How to Parse and Extract HL7 Data

HL7 (Health Level Seven) is a widely adopted standard for exchanging healthcare information across systems worldwide. In HL7 Version 2 (V2), data is represented as a plain-text, delimiter-based format (essentially a long ASCII string) which can be difficult to read and work with. Unlike more structured formats such as JSON or XML, HL7 V2 lacks extensive native tooling for parsing and visualization.

This article demonstrates how to parse an HL7 V2 file and present its contents in a clear, hierarchical TreeView. By using ComponentOne TextParser to process the HL7 message and a WPF TreeView for display, the data becomes far easier to explore, understand, and debug.

WPF TreeView Presenting HL7 Data

What is HL7

HL7 provides three standards for exchanging electronic health care (e-health) records: V2, CDA, and FHIR. In this article, you use the HL7 V2 format. This article focuses solely on the HL7 V2 format:

MSH|^~\&|REGAD1|MCM|IFENG||199901110500||ADT^A02|000001|P|2.4|||

EVN|A02|199901110520||01||199901110500

PID|||12345^^^MEDCOM^MR~123456^^^USSSA^SS|253763|JOHN^SMITH||19560129|M|||677 DELAWARE AVENUE^^EVERETT^MA^02149||(555)753-1298

PV1||I|SICU^0001^01^GENHOS|||6N^1234^A^GENHOS|0200^JONES, GEORGE|0148^ADDISON,JAMES||MED|||||||0148^ANDERSON,CARL|S|1400|A

The HL7 message is an ASCII string with segments that are \r separated. The high-level rules for parsing the format are as follows:

Each segment starts with three characters that indicate the type of record. There are more than 120 types of segments, and it is possible to create your own types.
Segments contain composites (fields) separated by a vertical line (|). Each segment type has its own set of fields.
A field can contain sub-fields, each separated by the ^.
Each segment type has its own set of fields.

A message starts with a message header (MSH) segment. The header contains some metadata about the message, including its type.

Setting Up the C1_hl7 Solution

This tutorial creates a WPF application. Start creating a new solution named C1_hl7 using the following dotnet CLI commands in an empty folder.

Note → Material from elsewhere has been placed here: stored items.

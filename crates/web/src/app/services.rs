//! Infrastructure wiring for the HTTP application.

use std::sync::Arc;

use async_trait::async_trait;

use tallydesk_auth::{
    verify_password, AuthError, AuthUser, Authenticator, Credentials, Hs256Sessions, SignInError,
};
use tallydesk_store::{Store, StoreError};

use crate::revalidate::{RevalidationLog, Revalidator};

/// Everything the route handlers need, constructed once at startup and
/// shared via `Extension<Arc<AppServices>>`.
pub struct AppServices {
    store: Arc<dyn Store>,
    revalidations: Arc<RevalidationLog>,
    sessions: Arc<Hs256Sessions>,
    authenticator: Arc<dyn Authenticator>,
}

impl AppServices {
    pub fn new(store: Arc<dyn Store>, session_secret: &[u8]) -> Self {
        let authenticator = Arc::new(StoreAuthenticator::new(store.clone()));
        Self {
            store,
            revalidations: Arc::new(RevalidationLog::new()),
            sessions: Arc::new(Hs256Sessions::new(session_secret)),
            authenticator,
        }
    }

    /// Swap the credential provider (alternate providers, test stubs).
    pub fn with_authenticator(mut self, authenticator: Arc<dyn Authenticator>) -> Self {
        self.authenticator = authenticator;
        self
    }

    pub fn store(&self) -> &dyn Store {
        self.store.as_ref()
    }

    pub fn revalidator(&self) -> &dyn Revalidator {
        self.revalidations.as_ref()
    }

    /// The concrete revalidation log, for post-commit assertions.
    pub fn revalidations(&self) -> &RevalidationLog {
        &self.revalidations
    }

    pub fn sessions(&self) -> &Hs256Sessions {
        &self.sessions
    }

    pub fn sessions_arc(&self) -> Arc<Hs256Sessions> {
        self.sessions.clone()
    }

    pub fn authenticator(&self) -> &dyn Authenticator {
        self.authenticator.as_ref()
    }
}

/// Credential provider backed by the `users` table.
pub struct StoreAuthenticator {
    store: Arc<dyn Store>,
}

impl StoreAuthenticator {
    pub fn new(store: Arc<dyn Store>) -> Self {
        Self { store }
    }
}

#[async_trait]
impl Authenticator for StoreAuthenticator {
    async fn sign_in(&self, credentials: &Credentials) -> Result<AuthUser, SignInError> {
        let user = self
            .store
            .find_user_by_email(&credentials.email)
            .await
            .map_err(|e: StoreError| AuthError::ProviderUnavailable(e.to_string()))?;

        // A missing user and a wrong password are indistinguishable to the
        // caller.
        let Some(user) = user else {
            return Err(AuthError::InvalidCredentials.into());
        };
        if !verify_password(&user.password_digest, &credentials.password) {
            return Err(AuthError::InvalidCredentials.into());
        }

        Ok(AuthUser {
            id: user.id,
            name: user.name,
            email: user.email,
        })
    }
}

dotnet new sln -n C1_hl7 -o C1_hl7		# create an empty solution
cd .\C1_hl7\
dotnet new wpf -n C1_hl7.wpf -o C1_hl7.wpf	# create a new WPF project
dotnet sln .\C1_hl7.sln add .\C1_hl7.wpf\C1_hl7.wpf.csproj	  # Add to the solution

dotnet new classlib -n C1_hl7.data -o C1_hl7.data	# create a new assembly
dotnet sln .\C1_hl7.sln add .\C1_hl7.data\C1_hl7.data.csproj

md Tests
dotnet new xunit -n C1_hl7.data.tests -o Tests\C1_hl7.data.tests

# Add the necessary project references
dotnet add .\C1_hl7.wpf\C1_hl7.wpf.csproj reference .\C1_hl7.data\C1_hl7.data.csproj
dotnet add .\Tests\C1_hl7.data.tests\C1_hl7.data.tests.csproj reference .\C1_hl7.data\C1_hl7.data.csproj

# Add all the necessary packages
dotnet add .\C1_hl7.wpf\C1_hl7.wpf.csproj package C1.WPF.TreeView -s https://api.nuget.org/v3/index.json
dotnet add .\C1_hl7.data\C1_hl7.data.csproj package C1.TextParser -s https://api.nuget.org/v3/index.json

Open the generated C1_hl7.sln solution file in Visual Studio. The C1_hl7.data project contains the code and templates for interpreting the HL7 files and therefore references the C1.TextParser NuGet package. The C1_hl7.wpf file is the data project that presents the data in a C1TreeView UI.

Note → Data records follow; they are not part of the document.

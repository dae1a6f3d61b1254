use chrono::NaiveDate;
use serde::{Deserialize, Serialize};

use crate::error::DomainError;
use crate::id::{CustomerId, InvoiceId};
use crate::money::Cents;

/// Invoice status lifecycle.
#[derive(Debug, Clone, Copy, PartialEq, Eq, Serialize, Deserialize)]
#[serde(rename_all = "lowercase")]
pub enum InvoiceStatus {
    Pending,
    Paid,
}

impl InvoiceStatus {
    pub fn as_str(&self) -> &'static str {
        match self {
            InvoiceStatus::Pending => "pending",
            InvoiceStatus::Paid => "paid",
        }
    }
}

impl core::fmt::Display for InvoiceStatus {
    fn fmt(&self, f: &mut core::fmt::Formatter<'_>) -> core::fmt::Result {
        f.write_str(self.as_str())
    }
}

impl core::str::FromStr for InvoiceStatus {
    type Err = DomainError;

    fn from_str(s: &str) -> Result<Self, Self::Err> {
        match s {
            "pending" => Ok(InvoiceStatus::Pending),
            "paid" => Ok(InvoiceStatus::Paid),
            other => Err(DomainError::validation(format!(
                "invalid invoice status: {other:?}"
            ))),
        }
    }
}

/// An invoice record.
///
/// # Invariants
/// - `amount` is strictly positive (enforced by [`Cents`]).
/// - `customer_id` must name an existing customer; this is not enforced
///   locally but delegated to the store's foreign-key constraint.
#[derive(Debug, Clone, PartialEq, Eq, Serialize, Deserialize)]
pub struct Invoice {
    pub id: InvoiceId,
    pub customer_id: CustomerId,
    pub amount: Cents,
    pub status: InvoiceStatus,
    pub date: NaiveDate,
}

Interpreting the HL7 V2 File

The file used contains data about a doctor’s appointment. It has information about the patient (and his family), the doctor, some observations, and a diagnosis. A recursive structure is needed to present it in a tree view:

Right-click the data project, click Add, then click New Folder and name it Model.
Add a new interface called ISegment under the Model folder and a new Segment class to implement this interface.

In ISegment.cs, add the following code block:

public interface ISegment
{
    string Segmenttype { get; init; }
    string Name { get; init; }
    string Data { get; init; }
    List<ISegment> Subsegments { get; init; }
}

The class Segment implements this interface. Add it in Segment.cs.

public class Segment : ISegment
{
    public Segment(string segmenttype, string name, string data)
    {
        Segmenttype = segmenttype;
        Name = name;
        Data = data;
    }
    public string Segmenttype { get; init; }
    public string Name { get; init; }
    public string Data { get; init; }
    public List<ISegment> Subsegments { get; init; } = new();
}

Reading the HL7 File

Next, write a separate class to read the file. This class needs a template file that describes the HL7 V2 format. Because this is a class library, add this file as a resource in the assembly.

Right-click the data project and add a new folder named Templates.
Right-click the Templates folder and add a new file called xml.
In the properties of this file, set the Build Action to Embedded resource.

The ComponentOne TextParser library supports three different extractors for different scenarios, including plain text, a specialized HTML extractor, and a template-based extractor. The template-based extractor is the most generic, as it allows users to parse data structures following a declarative XML template. Since the template can be provided as a separate file, it provides both the template and source to parse.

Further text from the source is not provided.